§ **Aim of the task**
Where a line below holds the string "workflow", count it; then give the total without any other words.
*** Provided entries ***
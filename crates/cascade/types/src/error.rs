//! Error taxonomy for the cascade workflow contract.
//!
//! Three kinds, with very different lifecycles:
//!
//! - [`CascadeError::Validation`] is raised only when a caller explicitly
//!   asks for validation; it joins every violation recorded during the run.
//! - [`CascadeError::Contract`] aborts the offending call immediately
//!   (duplicate begin of the same stage).
//! - [`CascadeError::Io`] comes from the simulated I/O layer itself:
//!   marker-file failures and end calls presented with a foreign handle.

use thiserror::Error;

/// Errors surfaced by the cascade workflow harness and orchestrators.
#[derive(Error, Debug)]
pub enum CascadeError {
    /// Accumulated contract violations, joined with "; ", or a
    /// completeness failure reported at validation time.
    #[error("validation failed: {0}")]
    Validation(String),

    /// Hard misuse of the begin/end discipline. Not recoverable within
    /// the run.
    #[error("contract breached: {0}")]
    Contract(String),

    /// Failure in the underlying marker-file I/O, including an end call
    /// handed a handle from a different stage's begin.
    #[error("stage I/O error: {0}")]
    Io(#[from] std::io::Error),
}

impl CascadeError {
    pub fn validation(message: impl Into<String>) -> Self {
        CascadeError::Validation(message.into())
    }

    pub fn contract(message: impl Into<String>) -> Self {
        CascadeError::Contract(message.into())
    }
}

/// Result alias used across the cascade crates.
pub type CascadeResult<T> = Result<T, CascadeError>;

#[cfg(test)]
mod tests {
    use super::*;

    #[test]
    fn display_prefixes_distinguish_kinds() {
        let v = CascadeError::validation("B called without correct input from A");
        assert!(v.to_string().starts_with("validation failed:"));

        let c = CascadeError::contract("A begin called more than once");
        assert!(c.to_string().starts_with("contract breached:"));

        let io = CascadeError::from(std::io::Error::new(
            std::io::ErrorKind::InvalidInput,
            "wrong handle",
        ));
        assert!(matches!(io, CascadeError::Io(_)));
    }
}
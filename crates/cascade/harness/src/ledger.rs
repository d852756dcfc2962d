//! Begin/end tallies and the violation log for one workflow run.

use cascade_types::{CascadeError, CascadeResult, Stage};
use serde::Serialize;
use std::sync::atomic::{AtomicU32, Ordering};
use std::sync::Mutex;
use tracing::warn;

/// Per-stage call accounting plus the ordered list of recorded violations.
///
/// Counters are atomic because stage completions land on blocking-pool
/// threads while begins and ends may race in from caller tasks. The
/// increment-then-compare discipline makes the exactly-once checks safe
/// under that concurrency: whichever caller pushes a counter past 1 is the
/// one that observes the breach.
pub struct StageLedger {
    begun: [AtomicU32; Stage::COUNT],
    ended: [AtomicU32; Stage::COUNT],
    violations: Mutex<Vec<String>>,
}

/// Point-in-time copy of the tallies, for logs and diagnostics.
#[derive(Clone, Copy, Debug, Serialize)]
pub struct LedgerSnapshot {
    pub begun: [u32; Stage::COUNT],
    pub ended: [u32; Stage::COUNT],
}

impl StageLedger {
    pub fn new() -> Self {
        StageLedger {
            begun: Default::default(),
            ended: Default::default(),
            violations: Mutex::new(Vec::new()),
        }
    }

    /// Tally a begin for `stage`. A second begin is a hard contract error
    /// that aborts the call.
    pub fn record_begin(&self, stage: Stage) -> CascadeResult<()> {
        let seen = self.begun[stage.index()].fetch_add(1, Ordering::SeqCst) + 1;
        if seen > 1 {
            return Err(CascadeError::contract(format!(
                "{stage} begin called more than once"
            )));
        }
        Ok(())
    }

    /// Tally an end for `stage`. A second end is a soft violation; the call
    /// is allowed to proceed.
    pub fn record_end(&self, stage: Stage) {
        let seen = self.ended[stage.index()].fetch_add(1, Ordering::SeqCst) + 1;
        if seen > 1 {
            self.record_violation(format!("{stage} ended more than once"));
        }
    }

    /// Append a violation to the log without interrupting the caller.
    pub fn record_violation(&self, message: impl Into<String>) {
        let message = message.into();
        warn!(violation = %message, "contract violation recorded");
        self.violations.lock().unwrap().push(message);
    }

    pub fn begun(&self, stage: Stage) -> u32 {
        self.begun[stage.index()].load(Ordering::SeqCst)
    }

    pub fn ended(&self, stage: Stage) -> u32 {
        self.ended[stage.index()].load(Ordering::SeqCst)
    }

    pub fn snapshot(&self) -> LedgerSnapshot {
        let tally = |slots: &[AtomicU32; Stage::COUNT]| {
            let mut out = [0u32; Stage::COUNT];
            for (slot, count) in slots.iter().zip(out.iter_mut()) {
                *count = slot.load(Ordering::SeqCst);
            }
            out
        };
        LedgerSnapshot {
            begun: tally(&self.begun),
            ended: tally(&self.ended),
        }
    }

    /// Check the run against the contract.
    ///
    /// Any recorded violation fails first, joined into one message. When
    /// `must_be_complete` is set, A, B, and C must each have begun and ended
    /// exactly once, and D exactly once or exactly zero times depending on
    /// `d_should_be_called`.
    pub fn validate(&self, must_be_complete: bool, d_should_be_called: bool) -> CascadeResult<()> {
        {
            let violations = self.violations.lock().unwrap();
            if !violations.is_empty() {
                return Err(CascadeError::validation(violations.join("; ")));
            }
        }
        if !must_be_complete {
            return Ok(());
        }

        let counts = [
            self.begun(Stage::A),
            self.ended(Stage::A),
            self.begun(Stage::B),
            self.ended(Stage::B),
            self.begun(Stage::C),
            self.ended(Stage::C),
        ];
        if counts.iter().any(|&count| count != 1) {
            let listing = counts.map(|count| count.to_string()).join(" ");
            return Err(CascadeError::validation(format!(
                "not all operations were called and completed: {listing}"
            )));
        }

        if d_should_be_called {
            if self.begun(Stage::D) != 1 || self.ended(Stage::D) != 1 {
                return Err(CascadeError::validation("D was not called and completed"));
            }
        } else if self.begun(Stage::D) != 0 || self.ended(Stage::D) != 0 {
            return Err(CascadeError::validation("D called but should not have been"));
        }
        Ok(())
    }
}

impl Default for StageLedger {
    fn default() -> Self {
        Self::new()
    }
}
*** End of Provided entries ***
§ **Solution to this task**
3